In its report last week on the diocese of Ballarat, the Royal Commission focused more on the bishop and priests than it did on the perpetrators. Effectively, it said that we need to learn to relate, not as children to parent, but as adult brothers and sisters to each other. We need to be free to call each other to accountability. A metaphor that is helpful in its application to God and us can be quite inappropriate in another context. To me, this is where using the image of shepherd to sheep in order to model the relationship of bishop to priest, or priest to parishioners, is dangerous. It has contributed to infantilizing all of us. We need to grow up. I do; you do; even the bishop does.


 

Homily 5-2020

In today’s Second Reading, Isaiah can hardly contain himself for the bursting hope that filled him, “Shout with a loud voice .. shout without fear … say to the towns of Judah, ‘Here is your God’ …”. John the Baptist was no better, going out into the wilderness, living on “locusts and wild honey”, taking up Isaiah’s cry and articulating it as best he could, “proclaiming a baptism of repentance for the forgiveness of sins”. While most of us share neither Isaiah’s nor John the Baptist’s intense longing, we do, nevertheless, yearn for something more, something better, something perhaps eluding our capacity to identify it, but that disturbs and challenges our sense of incompleteness.
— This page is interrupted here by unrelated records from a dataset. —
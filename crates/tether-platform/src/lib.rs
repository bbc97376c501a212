//! Platform plumbing shared by the launcher, the core and the update helper.
//!
//! - Per-OS application directories.
//! - The `(os, arch)` identity used to address remote artifacts.
//! - Process helpers: hidden console windows and fully detached launches.

mod commands;
mod paths;
mod platform;

pub use commands::{HideWindow, launch_detached};
pub use paths::{AppPaths, AppPathsError};
pub use platform::{Arch, Os, Platform};
use serde::{Deserialize, Serialize};
use tether_platform::{Os, Platform};

const RELEASES_BASE: &str = "https://github.com/tether-launcher/tether/releases/latest/download";

/// Every remote location the core talks to.
///
/// Defaults point at the production origins; settings may override any of
/// them, which is also how tests aim the core at a local mock server.
#[derive(Debug, Clone, PartialEq, Eq, Serialize, Deserialize)]
#[serde(default)]
pub struct Endpoints {
    pub patch_origin: String,
    pub runtime_manifest: String,
    pub tool_base: String,
    pub release_feed: String,
    pub helper_feed: String,
    pub online_fix: String,
}

impl Default for Endpoints {
    fn default() -> Self {
        Self {
            patch_origin: "https://game-patches.hytale.com/patches".to_string(),
            runtime_manifest: "https://launcher.hytale.com/version/release/jre.json".to_string(),
            tool_base: "https://broth.itch.zone/butler".to_string(),
            release_feed: format!("{RELEASES_BASE}/version.json"),
            helper_feed: format!("{RELEASES_BASE}/helper.json"),
            online_fix: format!("{RELEASES_BASE}/online-fix.zip"),
        }
    }
}

impl Endpoints {
    /// `{origin}/{os}/{arch}/{channel}/{from}/{to}.pwr`
    #[must_use]
    pub fn patch_url(&self, platform: Platform, channel: &str, from: u32, to: u32) -> String {
        format!(
            "{}/{}/{}/{channel}/{from}/{to}.pwr",
            self.patch_origin.trim_end_matches('/'),
            platform.os.as_str(),
            platform.arch.as_str(),
        )
    }

    /// Full-install patch URL used by version discovery.
    #[must_use]
    pub fn probe_url(&self, platform: Platform, channel: &str, version: u32) -> String {
        self.patch_url(platform, channel, 0, version)
    }

    /// The tool is only published for amd64; arm64 hosts run it under emulation.
    #[must_use]
    pub fn tool_url(&self, os: Os) -> String {
        format!(
            "{}/{}-amd64/LATEST/archive/default",
            self.tool_base.trim_end_matches('/'),
            os.as_str()
        )
    }
}

#[cfg(test)]
mod tests {
    use tether_platform::{Arch, Os, Platform};

    use super::Endpoints;

    #[test]
    fn patch_url_follows_origin_layout() {
        let endpoints = Endpoints::default();
        let platform = Platform::new(Os::Windows, Arch::Amd64);

        assert_eq!(
            endpoints.patch_url(platform, "release", 3, 7),
            "https://game-patches.hytale.com/patches/windows/amd64/release/3/7.pwr"
        );
        assert_eq!(
            endpoints.probe_url(platform, "pre-release", 25),
            "https://game-patches.hytale.com/patches/windows/amd64/pre-release/0/25.pwr"
        );
    }

    #[test]
    fn trailing_slash_in_override_is_ignored() {
        let endpoints = Endpoints {
            tool_base: "http://127.0.0.1:9000/butler/".to_string(),
            ..Endpoints::default()
        };
        assert_eq!(
            endpoints.tool_url(Os::Linux),
            "http://127.0.0.1:9000/butler/linux-amd64/LATEST/archive/default"
        );
    }

    #[test]
    fn partial_override_keeps_other_defaults() {
        let endpoints: Endpoints =
            serde_json::from_str(r#"{"patch_origin":"http://localhost/patches"}"#)
                .expect("partial endpoints should parse");
        assert_eq!(endpoints.patch_origin, "http://localhost/patches");
        assert_eq!(endpoints.runtime_manifest, Endpoints::default().runtime_manifest);
    }
}
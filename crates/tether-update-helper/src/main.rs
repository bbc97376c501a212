//! Replaces the launcher executable with a downloaded build, then restarts it.
//!
//! Started detached by the launcher, which exits right after.

use std::path::PathBuf;
use std::process::ExitCode;

use clap::Parser;
use log::{error, info};
use simplelog::{ColorChoice, ConfigBuilder, LevelFilter, TermLogger, TerminalMode};
use tether_core::{DetachedRelauncher, ReplacePolicy, perform_replace};

#[derive(Debug, Parser)]
#[command(name = "tether-update-helper", version)]
struct Args {
    /// The launcher executable to replace.
    old_exe: PathBuf,
    /// The verified build to install in its place.
    new_exe: PathBuf,
}

fn main() -> ExitCode {
    let args = Args::parse();

    let config = ConfigBuilder::new()
        .set_time_format_rfc3339()
        .add_filter_allow_str("tether")
        .build();
    let _ = TermLogger::init(
        LevelFilter::Info,
        config,
        TerminalMode::Stderr,
        ColorChoice::Never,
    );

    info!(
        "Replacing {} with {}",
        args.old_exe.display(),
        args.new_exe.display()
    );
    match perform_replace(
        &args.old_exe,
        &args.new_exe,
        &ReplacePolicy::default(),
        &DetachedRelauncher,
    ) {
        Ok(()) => ExitCode::SUCCESS,
        Err(replace_error) => {
            error!("Update failed: {replace_error}");
            eprintln!("Update failed: {replace_error}");
            ExitCode::FAILURE
        }
    }
}
use std::fs::{File, OpenOptions};
use std::io::{Seek, SeekFrom, Write};

use fs2::FileExt;
use tether_platform::AppPaths;
use thiserror::Error;

#[derive(Debug, Error)]
pub enum AcquireError {
    #[error("another Tether instance is already running")]
    AlreadyRunning,
    #[error("{context}: {source}")]
    Io {
        context: &'static str,
        #[source]
        source: std::io::Error,
    },
}

impl AcquireError {
    fn io(context: &'static str, source: std::io::Error) -> Self {
        Self::Io { context, source }
    }
}

/// Exclusive lock on `instance.lock`, held until dropped. The file holds the
/// owner's pid.
#[derive(Debug)]
pub struct SingleInstance {
    _file: File,
}

impl SingleInstance {
    pub fn acquire(paths: &AppPaths) -> Result<Self, AcquireError> {
        paths
            .ensure_dirs()
            .map_err(|error| AcquireError::io("failed to create app directories", error))?;

        let mut lock_file = OpenOptions::new()
            .create(true)
            .read(true)
            .write(true)
            .truncate(false)
            .open(paths.instance_lock_file())
            .map_err(|error| AcquireError::io("failed to open instance lock file", error))?;

        match lock_file.try_lock_exclusive() {
            Ok(()) => {}
            Err(error) if error.kind() == std::io::ErrorKind::WouldBlock => {
                return Err(AcquireError::AlreadyRunning);
            }
            Err(error) if error.raw_os_error() == fs2::lock_contended_error().raw_os_error() => {
                return Err(AcquireError::AlreadyRunning);
            }
            Err(error) => {
                return Err(AcquireError::io("failed to acquire instance lock", error));
            }
        }

        lock_file
            .set_len(0)
            .and_then(|()| lock_file.seek(SeekFrom::Start(0)).map(|_| ()))
            .and_then(|()| writeln!(lock_file, "{}", std::process::id()))
            .map_err(|error| AcquireError::io("failed to write instance lock metadata", error))?;

        Ok(Self { _file: lock_file })
    }
}
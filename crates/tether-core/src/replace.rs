//! Swap a running executable for a new build and relaunch it.
//!
//! Runs inside the update helper process after the launcher has exited (or is
//! about to). Every step is synchronous: the helper has nothing else to do.

use std::ffi::OsString;
use std::path::{Path, PathBuf};
use std::thread::sleep;
use std::time::Duration;

use log::{debug, info, warn};
use thiserror::Error;

use crate::fsutil;

/// Timings of the swap.
#[derive(Debug, Clone, Copy, PartialEq, Eq)]
pub struct ReplacePolicy {
    /// Wait before the first rename so the launcher can exit.
    pub grace: Duration,
    pub backup_attempts: u32,
    pub retry_delay: Duration,
    /// Wait between the swap and the relaunch.
    pub settle: Duration,
}

impl Default for ReplacePolicy {
    fn default() -> Self {
        Self {
            grace: Duration::from_millis(1500),
            backup_attempts: 20,
            retry_delay: Duration::from_millis(200),
            settle: Duration::from_millis(500),
        }
    }
}

#[derive(Debug, Error)]
pub enum ReplaceError {
    #[error("new executable not found: {}", .0.display())]
    MissingUpdate(PathBuf),
    #[error("failed to backup old executable after {attempts} attempts: {source}")]
    Backup {
        attempts: u32,
        #[source]
        source: std::io::Error,
    },
    #[error("failed to install update: {source}")]
    Install {
        #[source]
        source: std::io::Error,
    },
    #[error("failed to install update ({source}) and to restore the backup ({rollback})")]
    RollbackFailed {
        #[source]
        source: std::io::Error,
        rollback: std::io::Error,
    },
    #[error("failed to set permissions: {0}")]
    Permissions(#[source] std::io::Error),
    #[error("failed to restart launcher: {0}")]
    Relaunch(#[source] std::io::Error),
}

/// Starts the freshly installed executable.
pub trait Relauncher {
    /// # Errors
    /// Returns the spawn error.
    fn relaunch(&self, exe: &Path) -> std::io::Result<()>;
}

/// Relaunch as a fully detached process.
#[derive(Debug, Clone, Copy, Default)]
pub struct DetachedRelauncher;

impl Relauncher for DetachedRelauncher {
    fn relaunch(&self, exe: &Path) -> std::io::Result<()> {
        tether_platform::launch_detached(exe, std::iter::empty::<&str>())
    }
}

impl<F> Relauncher for F
where
    F: Fn(&Path) -> std::io::Result<()>,
{
    fn relaunch(&self, exe: &Path) -> std::io::Result<()> {
        self(exe)
    }
}

/// `<exe>.old`, where the previous build is kept until the next start.
#[must_use]
pub fn backup_path(exe: &Path) -> PathBuf {
    let mut name = OsString::from(exe.as_os_str());
    name.push(".old");
    PathBuf::from(name)
}

/// Replace `old` with `new`, keeping `old` as `<old>.old`, then relaunch it.
///
/// If `old` cannot be moved aside within the retry budget nothing is touched.
/// If `new` cannot be moved into place the backup is restored.
///
/// # Errors
/// Returns the step that failed; see [`ReplaceError`].
pub fn perform_replace(
    old: &Path,
    new: &Path,
    policy: &ReplacePolicy,
    relauncher: &impl Relauncher,
) -> Result<(), ReplaceError> {
    if !new.is_file() {
        return Err(ReplaceError::MissingUpdate(new.to_path_buf()));
    }
    let backup = backup_path(old);

    info!("Waiting for launcher to exit...");
    sleep(policy.grace);

    info!("Creating backup...");
    move_aside(old, &backup, policy)?;

    info!("Installing update...");
    install_new(old, new, &backup)?;

    if !cfg!(windows) {
        fsutil::set_executable(old).map_err(ReplaceError::Permissions)?;
        if let Err(error) = std::fs::File::open(old).and_then(|file| file.sync_all()) {
            warn!("Failed to sync {}: {error}", old.display());
        }
        if let Some(dir) = old.parent()
            && let Err(error) = fsutil::sync_dir(dir)
        {
            warn!("Failed to sync {}: {error}", dir.display());
        }
    }

    sleep(policy.settle);

    info!("Restarting launcher...");
    relauncher.relaunch(old).map_err(ReplaceError::Relaunch)?;

    info!("Update complete!");
    Ok(())
}

fn move_aside(old: &Path, backup: &Path, policy: &ReplacePolicy) -> Result<(), ReplaceError> {
    let attempts = policy.backup_attempts.max(1);
    let mut attempt = 1;
    loop {
        if let Err(error) = fsutil::remove_file_if_exists(backup) {
            debug!("Could not remove stale backup {}: {error}", backup.display());
        }
        match std::fs::rename(old, backup) {
            Ok(()) => return Ok(()),
            Err(source) if attempt >= attempts => {
                return Err(ReplaceError::Backup { attempts, source });
            }
            Err(error) => {
                debug!("Backup attempt {attempt}/{attempts} failed: {error}");
                attempt += 1;
                sleep(policy.retry_delay);
            }
        }
    }
}

fn install_new(old: &Path, new: &Path, backup: &Path) -> Result<(), ReplaceError> {
    let Err(source) = fsutil::move_file(new, old) else {
        return Ok(());
    };
    warn!("Failed to install update, restoring backup: {source}");
    match std::fs::rename(backup, old) {
        Ok(()) => Err(ReplaceError::Install { source }),
        Err(rollback) => Err(ReplaceError::RollbackFailed { source, rollback }),
    }
}

#[cfg(test)]
mod tests {
    use std::path::{Path, PathBuf};
    use std::sync::Mutex;
    use std::time::Duration;

    use super::{ReplaceError, ReplacePolicy, backup_path, install_new, perform_replace};

    fn quick(attempts: u32, retry_delay: Duration) -> ReplacePolicy {
        ReplacePolicy {
            grace: Duration::ZERO,
            backup_attempts: attempts,
            retry_delay,
            settle: Duration::ZERO,
        }
    }

    fn builds(dir: &Path) -> (PathBuf, PathBuf) {
        let old = dir.join("tether");
        let new = dir.join("download").join("tether-new");
        std::fs::create_dir_all(new.parent().expect("download dir")).expect("download dir");
        std::fs::write(&old, b"v1").expect("old build written");
        std::fs::write(&new, b"v2").expect("new build written");
        (old, new)
    }

    #[test]
    fn backup_path_appends_old_suffix() {
        assert_eq!(
            backup_path(Path::new("/opt/tether/tether.exe")),
            PathBuf::from("/opt/tether/tether.exe.old")
        );
    }

    #[test]
    fn swaps_builds_and_relaunches() {
        let temp = tempfile::tempdir().expect("tempdir should be created");
        let (old, new) = builds(temp.path());
        std::fs::write(backup_path(&old), b"v0").expect("stale backup written");
        let relaunched = Mutex::new(Vec::new());

        perform_replace(&old, &new, &quick(3, Duration::ZERO), &|exe: &Path| {
            relaunched
                .lock()
                .expect("relaunch log lock")
                .push(exe.to_path_buf());
            Ok(())
        })
        .expect("replace should succeed");

        assert_eq!(std::fs::read(&old).expect("old readable"), b"v2");
        assert_eq!(std::fs::read(backup_path(&old)).expect("backup readable"), b"v1");
        assert!(!new.exists());
        assert_eq!(*relaunched.lock().expect("relaunch log lock"), vec![old]);
    }

    #[test]
    fn missing_update_touches_nothing() {
        let temp = tempfile::tempdir().expect("tempdir should be created");
        let old = temp.path().join("tether");
        std::fs::write(&old, b"v1").expect("old build written");

        let error = perform_replace(
            &old,
            &temp.path().join("absent"),
            &quick(3, Duration::ZERO),
            &|_: &Path| Ok(()),
        )
        .expect_err("missing update should fail");

        assert!(matches!(error, ReplaceError::MissingUpdate(_)));
        assert_eq!(std::fs::read(&old).expect("old readable"), b"v1");
    }

    /// A non-empty directory at the backup path blocks the rename, standing in
    /// for an executable that is still locked by the exiting launcher.
    #[cfg(unix)]
    #[test]
    fn succeeds_once_lock_releases_within_budget() {
        let temp = tempfile::tempdir().expect("tempdir should be created");
        let (old, new) = builds(temp.path());
        let blocker = backup_path(&old);
        std::fs::create_dir_all(blocker.join("held")).expect("blocker created");

        let release = blocker.clone();
        let releaser = std::thread::spawn(move || {
            std::thread::sleep(Duration::from_millis(100));
            std::fs::remove_dir_all(release).expect("blocker removed");
        });

        perform_replace(&old, &new, &quick(50, Duration::from_millis(20)), &|_: &Path| {
            Ok(())
        })
        .expect("replace should succeed after the lock releases");
        releaser.join().expect("releaser thread");

        assert_eq!(std::fs::read(&old).expect("old readable"), b"v2");
    }

    #[cfg(unix)]
    #[test]
    fn exhausted_backup_budget_leaves_both_builds_alone() {
        let temp = tempfile::tempdir().expect("tempdir should be created");
        let (old, new) = builds(temp.path());
        std::fs::create_dir_all(backup_path(&old).join("held")).expect("blocker created");

        let error = perform_replace(&old, &new, &quick(3, Duration::from_millis(5)), &|_: &Path| {
            Ok(())
        })
        .expect_err("locked executable should fail");

        assert!(matches!(error, ReplaceError::Backup { attempts: 3, .. }));
        assert_eq!(std::fs::read(&old).expect("old readable"), b"v1");
        assert_eq!(std::fs::read(&new).expect("new readable"), b"v2");
    }

    #[test]
    fn failed_install_restores_backup() {
        let temp = tempfile::tempdir().expect("tempdir should be created");
        let old = temp.path().join("tether");
        let backup = backup_path(&old);
        std::fs::write(&backup, b"v1").expect("backup written");

        let error = install_new(&old, &temp.path().join("vanished"), &backup)
            .expect_err("missing new build should fail");

        assert!(matches!(error, ReplaceError::Install { .. }));
        assert_eq!(std::fs::read(&old).expect("old restored"), b"v1");
        assert!(!backup.exists());
    }

    #[test]
    fn relaunch_failure_is_reported_after_swap() {
        let temp = tempfile::tempdir().expect("tempdir should be created");
        let (old, new) = builds(temp.path());

        let error = perform_replace(&old, &new, &quick(1, Duration::ZERO), &|_: &Path| {
            Err(std::io::Error::other("spawn refused"))
        })
        .expect_err("relaunch failure should surface");

        assert!(matches!(error, ReplaceError::Relaunch(_)));
        assert_eq!(std::fs::read(&old).expect("old readable"), b"v2");
    }
}
//! Windows-only overlay that makes a game tree playable online.

use std::path::{Path, PathBuf};

use log::{info, warn};
use tokio_util::sync::CancellationToken;

use crate::archive::{self, ArchiveFormat};
use crate::error::{CoreError, CoreResult};
use crate::fsutil;
use crate::layout::InstallLayout;
use crate::progress::{ProgressBus, Stage};
use crate::transfer::{DownloadRequest, Downloader};

const ARCHIVE_NAME: &str = "online-fix.zip";
const EXTRACT_DIR_NAME: &str = "temp_extract";

/// Files copied from the overlay into the game tree, relative to both roots.
const OVERLAY_FILES: [&str; 3] = [
    "Client/HytaleClient.exe",
    "Server/HytaleServer.jar",
    "Server/start-server.bat",
];

/// The overlay only applies to Windows trees that lack the server launcher.
#[must_use]
pub fn needs_online_fix(layout: &InstallLayout, game_dir: &Path) -> bool {
    layout.platform().is_windows() && !layout.server_launcher(game_dir).is_file()
}

/// Download the overlay archive and copy its files into `game_dir`.
///
/// Progress: download fills `0..70`, extraction reports `70`, done is `100`.
/// The archive and the scratch directory are removed whatever the outcome.
///
/// # Errors
/// Returns a network error if the archive cannot be downloaded and a
/// filesystem error if any overlay file is missing or cannot be copied.
pub async fn apply_online_fix(
    downloader: &Downloader,
    url: &str,
    layout: &InstallLayout,
    game_dir: &Path,
    progress: &ProgressBus,
    cancel: &CancellationToken,
) -> CoreResult<()> {
    let archive_path = layout.cache_dir().join(ARCHIVE_NAME);
    let extract_dir = layout.cache_dir().join(EXTRACT_DIR_NAME);

    info!("Applying online fix to {}", game_dir.display());
    progress.report(Stage::OnlineFix, 0.0, "Downloading online-fix from GitHub...");
    downloader
        .download(
            &archive_path,
            url,
            &DownloadRequest::new(Stage::OnlineFix, ARCHIVE_NAME).weighted(0.7),
            progress,
            cancel,
        )
        .await?;

    progress.report(Stage::OnlineFix, 70.0, "Extracting archive...");
    let outcome = overlay(&archive_path, &extract_dir, game_dir).await;

    if let Err(error) = fsutil::remove_dir_if_exists(&extract_dir) {
        warn!("Failed to remove {}: {error}", extract_dir.display());
    }
    if let Err(error) = fsutil::remove_file_if_exists(&archive_path) {
        warn!("Failed to remove {}: {error}", archive_path.display());
    }
    outcome?;

    info!("Online fix applied to {}", game_dir.display());
    progress.report(Stage::OnlineFix, 100.0, "Online fix applied successfully");
    Ok(())
}

async fn overlay(archive_path: &Path, extract_dir: &Path, game_dir: &Path) -> CoreResult<()> {
    fsutil::remove_dir_if_exists(extract_dir)
        .map_err(|error| CoreError::io_at("failed to clean temp directory", extract_dir, error))?;
    archive::extract_in_background(
        archive_path.to_path_buf(),
        ArchiveFormat::Zip,
        extract_dir.to_path_buf(),
    )
    .await?;

    for relative in OVERLAY_FILES {
        let source = extract_dir.join(relative);
        let target: PathBuf = game_dir.join(relative);
        if let Some(parent) = target.parent() {
            std::fs::create_dir_all(parent)
                .map_err(|error| CoreError::io_at("failed to create directory", parent, error))?;
        }
        std::fs::copy(&source, &target)
            .map_err(|error| CoreError::io_at("failed to copy overlay file", &source, error))?;
    }
    Ok(())
}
John the Baptist saw that incompleteness as due to what what he named sin. Regardless of how the catechism defined sin, the Scriptures saw and named sin as essentially “missing the point” — missing the point of life. Turn on the television, and what so regularly fills the screen is violence of some kind or other — war, refugees fleeing, people dying, terrorism, street protests, politicians arguing, people bad-mouthing each other … and on it goes. Is that what life is about? Have we somehow missed the point? If we stop and think, do we yearn rather to be loved? Might love be the point of life? Or does it seem so impossible that we do not even think of it?

The Baptist spoke of “forgiveness of sin”. The shape that love takes, needs to take, in a violent and incomplete world, is forgiveness. Has forgiveness become in our real world the point of life?

Yet we know so little about it. We rarely come across forgiveness in the world of television. We rarely hear it spoken about. Does anyone forgive? really forgive? And why? How do they manage it? A few days ago I read an article suggesting Pope Francis write another encyclical letter. In his recent one, he stated, among other things, that modern warfare can no longer meet the requirements for a just war. The author of the article suggested that Francis now write one about non-violent resistance as an alternative to war in the face of injustice.

Something radical is called for. In today’s Gospel, John the Baptist demanded “repentance” as the preliminary to the way of forgiveness. Sadly, we have domesticated the word repentance. What the word means, and certainly what the Baptist meant, is really “Rethink everything!” Earlier prophets spoke in terms of “eyes that see, hearts that understand”. Jesus used that language too. But it is hard to do so alone, given that instinctively we tend to “miss the point”.

Did you notice consciously today how Mark, the Gospel writer, began his Gospel as a whole? “The beginning of the Good News about Jesus — Christ, Son of God”. Mark left us with Jesus’ observations about the point of life. He left us with what Jesus had to say about about love — especially how love takes shape as forgiveness in today’s real world. Mark told us some of what Jesus had to say. He spoke more about how Jesus lived, and how he put into practice what he tried to put into words. Jesus started the ball rolling. He hoped that we would keep it going.

That was the beginning of the project, but only the beginning, of the “Good News”. Has humanity matured beyond the first chapter yet?